The records below need copying. Match each line exactly.

(Supplied information begins)

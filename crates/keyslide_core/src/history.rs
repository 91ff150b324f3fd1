// SPDX-License-Identifier: MIT OR Apache-2.0
//! Undo/redo history of key value edits.
//!
//! Edits are recorded as before/after values per key and committed in
//! groups, so a whole slide session undoes as one step.

use serde::{Deserialize, Serialize};
use std::collections::VecDeque;
use thiserror::Error;

/// Maximum undo history depth
pub const MAX_HISTORY: usize = 100;

/// History errors
#[derive(Debug, Clone, PartialEq, Eq, Error)]
pub enum HistoryError {
    /// Nothing to undo
    #[error("Nothing to undo")]
    NothingToUndo,

    /// Nothing to redo
    #[error("Nothing to redo")]
    NothingToRedo,
}

/// Result type for history operations
pub type Result<T> = std::result::Result<T, HistoryError>;

/// Unique operation ID
#[derive(Debug, Clone, Copy, PartialEq, Eq, Hash, Serialize, Deserialize)]
pub struct OperationId(u64);

impl OperationId {
    /// Get the raw ID value
    pub fn value(&self) -> u64 {
        self.0
    }
}

/// One key value edit
#[derive(Debug, Clone, PartialEq, Serialize, Deserialize)]
pub struct ValueChange {
    /// Curve name
    pub curve: String,
    /// Key index
    pub index: usize,
    /// Value before the edit
    pub before: f64,
    /// Value after the edit
    pub after: f64,
}

/// Edits that are undone/redone together
#[derive(Debug, Clone, Serialize, Deserialize)]
pub struct OperationGroup {
    /// Group ID
    pub id: OperationId,
    /// Human-readable description
    pub description: String,
    /// Edits in the order they were made
    pub changes: Vec<ValueChange>,
}

impl OperationGroup {
    /// Record an edit. Repeated edits of one key keep the first `before`.
    pub fn record(&mut self, change: ValueChange) {
        if let Some(existing) = self
            .changes
            .iter_mut()
            .find(|c| c.curve == change.curve && c.index == change.index)
        {
            existing.after = change.after;
        } else {
            self.changes.push(change);
        }
    }

    /// Number of edited keys
    pub fn count(&self) -> usize {
        self.changes.len()
    }

    /// Whether nothing was edited
    pub fn is_empty(&self) -> bool {
        self.changes.is_empty()
    }
}

/// History statistics
#[derive(Debug, Clone, Default, PartialEq, Eq, Serialize, Deserialize)]
pub struct HistoryStats {
    /// Groups in the undo stack
    pub undo_count: usize,
    /// Groups in the redo stack
    pub redo_count: usize,
    /// Maximum history depth
    pub max_depth: usize,
}

/// Undo/redo history manager
#[derive(Debug)]
pub struct History {
    undo_stack: VecDeque<OperationGroup>,
    redo_stack: VecDeque<OperationGroup>,
    next_id: u64,
    max_depth: usize,
}

impl History {
    /// Create a new history manager
    pub fn new() -> Self {
        Self::with_max_depth(MAX_HISTORY)
    }

    /// Create with custom maximum depth
    pub fn with_max_depth(max_depth: usize) -> Self {
        Self {
            undo_stack: VecDeque::new(),
            redo_stack: VecDeque::new(),
            next_id: 1,
            max_depth,
        }
    }

    /// Start a new, empty group
    pub fn begin_group(&mut self, description: &str) -> OperationGroup {
        let id = OperationId(self.next_id);
        self.next_id += 1;
        OperationGroup {
            id,
            description: description.to_string(),
            changes: Vec::new(),
        }
    }

    /// Commit a group. Empty groups are dropped.
    pub fn commit(&mut self, group: OperationGroup) {
        if group.is_empty() {
            return;
        }

        self.redo_stack.clear();
        self.undo_stack.push_back(group);

        while self.undo_stack.len() > self.max_depth {
            self.undo_stack.pop_front();
        }
    }

    /// Take the last group off the undo stack
    pub fn undo(&mut self) -> Result<OperationGroup> {
        let group = self
            .undo_stack
            .pop_back()
            .ok_or(HistoryError::NothingToUndo)?;
        self.redo_stack.push_back(group.clone());
        Ok(group)
    }

    /// Take the last undone group off the redo stack
    pub fn redo(&mut self) -> Result<OperationGroup> {
        let group = self
            .redo_stack
            .pop_back()
            .ok_or(HistoryError::NothingToRedo)?;
        self.undo_stack.push_back(group.clone());
        Ok(group)
    }

    /// Check if undo is available
    pub fn can_undo(&self) -> bool {
        !self.undo_stack.is_empty()
    }

    /// Check if redo is available
    pub fn can_redo(&self) -> bool {
        !self.redo_stack.is_empty()
    }

    /// Clear all history
    pub fn clear(&mut self) {
        self.undo_stack.clear();
        self.redo_stack.clear();
    }

    /// Get history statistics
    pub fn stats(&self) -> HistoryStats {
        HistoryStats {
            undo_count: self.undo_stack.len(),
            redo_count: self.redo_stack.len(),
            max_depth: self.max_depth,
        }
    }

    /// Get description of next undo operation
    pub fn undo_description(&self) -> Option<&str> {
        self.undo_stack.back().map(|g| g.description.as_str())
    }

    /// Get description of next redo operation
    pub fn redo_description(&self) -> Option<&str> {
        self.redo_stack.back().map(|g| g.description.as_str())
    }
}

impl Default for History {
    fn default() -> Self {
        Self::new()
    }
}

(Supplied information ends)

**Your solution:**
filename crates/keyslide_core/src/history.rs
repository 91ff150b324f3fd1
// SPDX-License-Identifier: MIT OR Apache-2.0
//! Undo/redo history of key value edits.
//!
//! Edits are recorded as before/after values per key and committed in
//! groups, so a whole slide session undoes as one step.

use serde::{Deserialize, Serialize};
use std::collections::VecDeque;
use thiserror::Error;

/// Maximum undo history depth
pub const MAX_HISTORY: usize = 100;

/// History errors
#[derive(Debug, Clone, PartialEq, Eq, Error)]
pub enum HistoryError {
    /// Nothing to undo
    #[error("Nothing to undo")]
    NothingToUndo,

    /// Nothing to redo
    #[error("Nothing to redo")]
    NothingToRedo,
}

/// Result type for history operations
pub type Result<T> = std::result::Result<T, HistoryError>;

/// Unique operation ID
#[derive(Debug, Clone, Copy, PartialEq, Eq, Hash, Serialize, Deserialize)]
pub struct OperationId(u64);

impl OperationId {
    /// Get the raw ID value
    pub fn value(&self) -> u64 {
        self.0
    }
}

/// One key value edit
#[derive(Debug, Clone, PartialEq, Serialize, Deserialize)]
pub struct ValueChange {
    /// Curve name
    pub curve: String,
    /// Key index
    pub index: usize,
    /// Value before the edit
    pub before: f64,
    /// Value after the edit
    pub after: f64,
}

/// Edits that are undone/redone together
#[derive(Debug, Clone, Serialize, Deserialize)]
pub struct OperationGroup {
    /// Group ID
    pub id: OperationId,
    /// Human-readable description
    pub description: String,
    /// Edits in the order they were made
    pub changes: Vec<ValueChange>,
}

impl OperationGroup {
    /// Record an edit. Repeated edits of one key keep the first `before`.
    pub fn record(&mut self, change: ValueChange) {
        if let Some(existing) = self
            .changes
            .iter_mut()
            .find(|c| c.curve == change.curve && c.index == change.index)
        {
            existing.after = change.after;
        } else {
            self.changes.push(change);
        }
    }

    /// Number of edited keys
    pub fn count(&self) -> usize {
        self.changes.len()
    }

    /// Whether nothing was edited
    pub fn is_empty(&self) -> bool {
        self.changes.is_empty()
    }
}

/// History statistics
#[derive(Debug, Clone, Default, PartialEq, Eq, Serialize, Deserialize)]
pub struct HistoryStats {
    /// Groups in the undo stack
    pub undo_count: usize,
    /// Groups in the redo stack
    pub redo_count: usize,
    /// Maximum history depth
    pub max_depth: usize,
}

/// Undo/redo history manager
#[derive(Debug)]
pub struct History {
    undo_stack: VecDeque<OperationGroup>,
    redo_stack: VecDeque<OperationGroup>,
    next_id: u64,
    max_depth: usize,
}

impl History {
    /// Create a new history manager
    pub fn new() -> Self {
        Self::with_max_depth(MAX_HISTORY)
    }

    /// Create with custom maximum depth
    pub fn with_max_depth(max_depth: usize) -> Self {
        Self {
            undo_stack: VecDeque::new(),
            redo_stack: VecDeque::new(),
            next_id: 1,
            max_depth,
        }
    }

    /// Start a new, empty group
    pub fn begin_group(&mut self, description: &str) -> OperationGroup {
        let id = OperationId(self.next_id);
        self.next_id += 1;
        OperationGroup {
            id,
            description: description.to_string(),
            changes: Vec::new(),
        }
    }

    /// Commit a group. Empty groups are dropped.
    pub fn commit(&mut self, group: OperationGroup) {
        if group.is_empty() {
            return;
        }

        self.redo_stack.clear();
        self.undo_stack.push_back(group);

        while self.undo_stack.len() > self.max_depth {
            self.undo_stack.pop_front();
        }
    }

    /// Take the last group off the undo stack
    pub fn undo(&mut self) -> Result<OperationGroup> {
        let group = self
            .undo_stack
            .pop_back()
            .ok_or(HistoryError::NothingToUndo)?;
        self.redo_stack.push_back(group.clone());
        Ok(group)
    }

    /// Take the last undone group off the redo stack
    pub fn redo(&mut self) -> Result<OperationGroup> {
        let group = self
            .redo_stack
            .pop_back()
            .ok_or(HistoryError::NothingToRedo)?;
        self.undo_stack.push_back(group.clone());
        Ok(group)
    }

    /// Check if undo is available
    pub fn can_undo(&self) -> bool {
        !self.undo_stack.is_empty()
    }

    /// Check if redo is available
    pub fn can_redo(&self) -> bool {
        !self.redo_stack.is_empty()
    }

    /// Clear all history
    pub fn clear(&mut self) {
        self.undo_stack.clear();
        self.redo_stack.clear();
    }

    /// Get history statistics
    pub fn stats(&self) -> HistoryStats {
        HistoryStats {
            undo_count: self.undo_stack.len(),
            redo_count: self.redo_stack.len(),
            max_depth: self.max_depth,
        }
    }

    /// Get description of next undo operation
    pub fn undo_description(&self) -> Option<&str> {
        self.undo_stack.back().map(|g| g.description.as_str())
    }

    /// Get description of next redo operation
    pub fn redo_description(&self) -> Option<&str> {
        self.redo_stack.back().map(|g| g.description.as_str())
    }
}

impl Default for History {
    fn default() -> Self {
        Self::new()
    }
}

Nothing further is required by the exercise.